"Hold her where she is and stop her mouth; but gently, boys," said Frank, in a hoarse voice. "Cutts, you follow me and the thing is done. I've gone too far to back out now. I want your pay, and as I am wronging no one, have it I must and will."
He sprang across the street as he spoke, followed by the young detective, while the woman, feebly struggling in the arms of the two young fellows, still knelt moaning beneath the church yard wall.
"I'll have to take care of her, Cutts," said Frank, producing a key and fitting it into the lock of the door of the bank. "She's hopelessly crazy, poor thing, and God only knows by what strange chance she came to be here to-night."

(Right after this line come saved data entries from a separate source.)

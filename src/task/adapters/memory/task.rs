//! Thread-safe in-memory task document store.

use async_trait::async_trait;
use std::collections::HashMap;
use std::sync::{Arc, RwLock};

use crate::identity::domain::UserId;
use crate::page::{Page, PageRequest};
use crate::task::{
    domain::{Task, TaskId, TaskStatus},
    ports::{TaskRepository, TaskRepositoryError, TaskRepositoryResult},
};

/// Thread-safe in-memory task repository.
///
/// Keeps insertion order so listing results are deterministic.
#[derive(Debug, Clone, Default)]
pub struct InMemoryTaskRepository {
    state: Arc<RwLock<InMemoryTaskState>>,
}

#[derive(Debug, Default)]
struct InMemoryTaskState {
    tasks: HashMap<TaskId, Task>,
    order: Vec<TaskId>,
}

impl InMemoryTaskState {
    /// Returns tasks matching a predicate, in insertion order.
    fn filtered(&self, predicate: impl Fn(&Task) -> bool) -> Vec<Task> {
        self.order
            .iter()
            .filter_map(|id| self.tasks.get(id))
            .filter(|task| predicate(task))
            .cloned()
            .collect()
    }
}

impl InMemoryTaskRepository {
    /// Creates an empty in-memory repository.
    #[must_use]
    pub fn new() -> Self {
        Self::default()
    }

    fn read_state(
        &self,
    ) -> TaskRepositoryResult<std::sync::RwLockReadGuard<'_, InMemoryTaskState>> {
        self.state.read().map_err(|err| {
            TaskRepositoryError::persistence(std::io::Error::other(err.to_string()))
        })
    }
}

/// Statuses a non-admin sees when no explicit filter narrows the view.
const MEMBER_VISIBLE_STATUSES: [TaskStatus; 2] = [TaskStatus::Assigned, TaskStatus::Done];

fn status_matches(task: &Task, status: Option<TaskStatus>) -> bool {
    status.is_none_or(|wanted| task.status() == wanted)
}

#[async_trait]
impl TaskRepository for InMemoryTaskRepository {
    async fn save(&self, task: &Task) -> TaskRepositoryResult<()> {
        let mut state = self.state.write().map_err(|err| {
            TaskRepositoryError::persistence(std::io::Error::other(err.to_string()))
        })?;
        if !state.tasks.contains_key(&task.id()) {
            state.order.push(task.id());
        }
        state.tasks.insert(task.id(), task.clone());
        Ok(())
    }

    async fn find_by_id(&self, id: TaskId) -> TaskRepositoryResult<Option<Task>> {
        let state = self.read_state()?;
        Ok(state.tasks.get(&id).cloned())
    }

    async fn delete(&self, id: TaskId) -> TaskRepositoryResult<bool> {
        let mut state = self.state.write().map_err(|err| {
            TaskRepositoryError::persistence(std::io::Error::other(err.to_string()))
        })?;
        let removed = state.tasks.remove(&id).is_some();
        if removed {
            state.order.retain(|existing| *existing != id);
        }
        Ok(removed)
    }

    async fn list(
        &self,
        status: Option<TaskStatus>,
        page: PageRequest,
    ) -> TaskRepositoryResult<Page<Task>> {
        let state = self.read_state()?;
        let filtered = state.filtered(|task| status_matches(task, status));
        Ok(Page::from_filtered(filtered, page))
    }

    async fn list_visible_to(
        &self,
        user_id: &UserId,
        status: Option<TaskStatus>,
        page: PageRequest,
    ) -> TaskRepositoryResult<Page<Task>> {
        let state = self.read_state()?;
        let filtered = state.filtered(|task| {
            let status_ok = status.map_or_else(
                || MEMBER_VISIBLE_STATUSES.contains(&task.status()),
                |wanted| task.status() == wanted,
            );
            task.is_visible_to(user_id) && status_ok
        });
        Ok(Page::from_filtered(filtered, page))
    }

    async fn list_assigned_to(
        &self,
        user_id: &UserId,
        status: Option<TaskStatus>,
        page: PageRequest,
    ) -> TaskRepositoryResult<Page<Task>> {
        let state = self.read_state()?;
        let filtered =
            state.filtered(|task| task.is_assigned_to(user_id) && status_matches(task, status));
        Ok(Page::from_filtered(filtered, page))
    }
}
//! Identity services: the signed-token codec.

mod codec;

pub use codec::{Claims, TokenCodec, TokenConfig, TokenError};
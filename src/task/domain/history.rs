//! Append-only audit record of task field changes.

use super::TaskId;
use chrono::{DateTime, Utc};
use mockable::Clock;
use serde::{Deserialize, Serialize};
use std::fmt;
use uuid::Uuid;

/// Canonical field names recorded in history entries.
pub mod field {
    /// Task title.
    pub const TITLE: &str = "title";
    /// Task image reference.
    pub const IMAGE: &str = "image";
    /// Task description.
    pub const DESCRIPTION: &str = "description";
    /// Task lifecycle status.
    pub const STATUS: &str = "status";
    /// Task deadline.
    pub const DEADLINE: &str = "deadline";
    /// Assigned user identifier sequence.
    pub const ASSIGNED_USER_IDS: &str = "assigned_user_ids";
}

/// Unique identifier for a history entry.
#[derive(Debug, Clone, Copy, PartialEq, Eq, Hash, Serialize, Deserialize)]
#[serde(transparent)]
pub struct HistoryEntryId(Uuid);

impl HistoryEntryId {
    /// Creates a new random history entry identifier.
    #[must_use]
    pub fn new() -> Self {
        Self(Uuid::new_v4())
    }

    /// Returns the wrapped UUID.
    #[must_use]
    pub const fn into_inner(self) -> Uuid {
        self.0
    }
}

impl Default for HistoryEntryId {
    fn default() -> Self {
        Self::new()
    }
}

impl fmt::Display for HistoryEntryId {
    fn fmt(&self, f: &mut fmt::Formatter<'_>) -> fmt::Result {
        write!(f, "{}", self.0)
    }
}

/// One immutable record of one field change on one task.
///
/// Entries are never updated or deleted, and survive deletion of the task
/// they reference: history is an audit trail, not a live join.
#[derive(Debug, Clone, PartialEq, Eq, Serialize, Deserialize)]
pub struct TaskHistoryEntry {
    id: HistoryEntryId,
    task_id: TaskId,
    field_changed: String,
    old_value: String,
    new_value: String,
    changed_at: DateTime<Utc>,
}

impl TaskHistoryEntry {
    /// Records a field change with old and new values already stringified.
    ///
    /// The old value must be captured before the in-memory field is
    /// mutated; callers uphold that ordering.
    #[must_use]
    pub fn new(
        task_id: TaskId,
        field_changed: impl Into<String>,
        old_value: impl Into<String>,
        new_value: impl Into<String>,
        clock: &impl Clock,
    ) -> Self {
        Self {
            id: HistoryEntryId::new(),
            task_id,
            field_changed: field_changed.into(),
            old_value: old_value.into(),
            new_value: new_value.into(),
            changed_at: clock.utc(),
        }
    }

    /// Returns the entry identifier.
    #[must_use]
    pub const fn id(&self) -> HistoryEntryId {
        self.id
    }

    /// Returns the referenced task identifier.
    #[must_use]
    pub const fn task_id(&self) -> TaskId {
        self.task_id
    }

    /// Returns the name of the changed field.
    #[must_use]
    pub fn field_changed(&self) -> &str {
        &self.field_changed
    }

    /// Returns the stringified pre-change value.
    #[must_use]
    pub fn old_value(&self) -> &str {
        &self.old_value
    }

    /// Returns the stringified post-change value.
    #[must_use]
    pub fn new_value(&self) -> &str {
        &self.new_value
    }

    /// Returns the change timestamp.
    #[must_use]
    pub const fn changed_at(&self) -> DateTime<Utc> {
        self.changed_at
    }
}
//! Application services for submission lifecycle orchestration.

mod lifecycle;

pub use lifecycle::{
    SubmissionLifecycleError, SubmissionLifecycleResult, SubmissionLifecycleService,
};
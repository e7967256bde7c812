//! Client port for the remote task service.
//!
//! The submission service never reaches into the task store directly; it
//! speaks to the task service through this port, forwarding the caller's
//! bearer token unchanged so the remote hop can resolve the caller
//! independently.

use crate::access::{BearerToken, ErrorKind};
use crate::task::domain::{Task, TaskId};
use async_trait::async_trait;
use std::sync::Arc;
use thiserror::Error;

/// Result type for task client calls.
pub type TaskClientResult<T> = Result<T, TaskClientError>;

/// Synchronous request/response boundary into the task service.
#[async_trait]
pub trait TaskServiceClient: Send + Sync {
    /// Fetches a task, forwarding the caller's token.
    async fn get_task(&self, task_id: TaskId, token: &BearerToken) -> TaskClientResult<Task>;

    /// Requests task completion, forwarding the caller's token.
    ///
    /// Completion is idempotent on the remote side, so callers may retry
    /// this call safely after a [`TaskClientError::Unavailable`] failure.
    async fn complete_task(&self, task_id: TaskId, token: &BearerToken) -> TaskClientResult<Task>;
}

/// Errors returned by task service client implementations.
#[derive(Debug, Clone, Error)]
pub enum TaskClientError {
    /// The task service could not be reached.
    #[error("task service unavailable: {0}")]
    Unavailable(Arc<dyn std::error::Error + Send + Sync>),

    /// The task service was reached and reported a failure.
    #[error("task service rejected the call ({kind:?}): {message}")]
    Remote {
        /// Structured category reported by the remote service.
        kind: ErrorKind,
        /// Human-readable remote message.
        message: String,
    },
}

impl TaskClientError {
    /// Wraps a transport failure.
    #[must_use]
    pub fn unavailable(err: impl std::error::Error + Send + Sync + 'static) -> Self {
        Self::Unavailable(Arc::new(err))
    }

    /// Maps the failure onto the shared error taxonomy.
    #[must_use]
    pub const fn kind(&self) -> ErrorKind {
        match self {
            Self::Unavailable(_) => ErrorKind::DependencyUnavailable,
            Self::Remote { kind, .. } => *kind,
        }
    }
}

He turned the key in the lock as he spoke and threw open the door leading into a dark hallway in the great building on the corner of Rector street and Broadway, in the rear of the offices occupied by the Webster National Bank.
"Follow me," he added, entering the passage as he spoke, "and shut the door behind you—it won't take a moment, and the thing is done."
He moved through the passage and opened an inner door, supposing the detective to be close behind.
Great heavens! What sight was this?
There, before his astonished gaze in the dim light of the gas, kept burning through the entire night in this, as in other banks, lay the great doors of the money vault blown out of all shape, disclosing the vault within.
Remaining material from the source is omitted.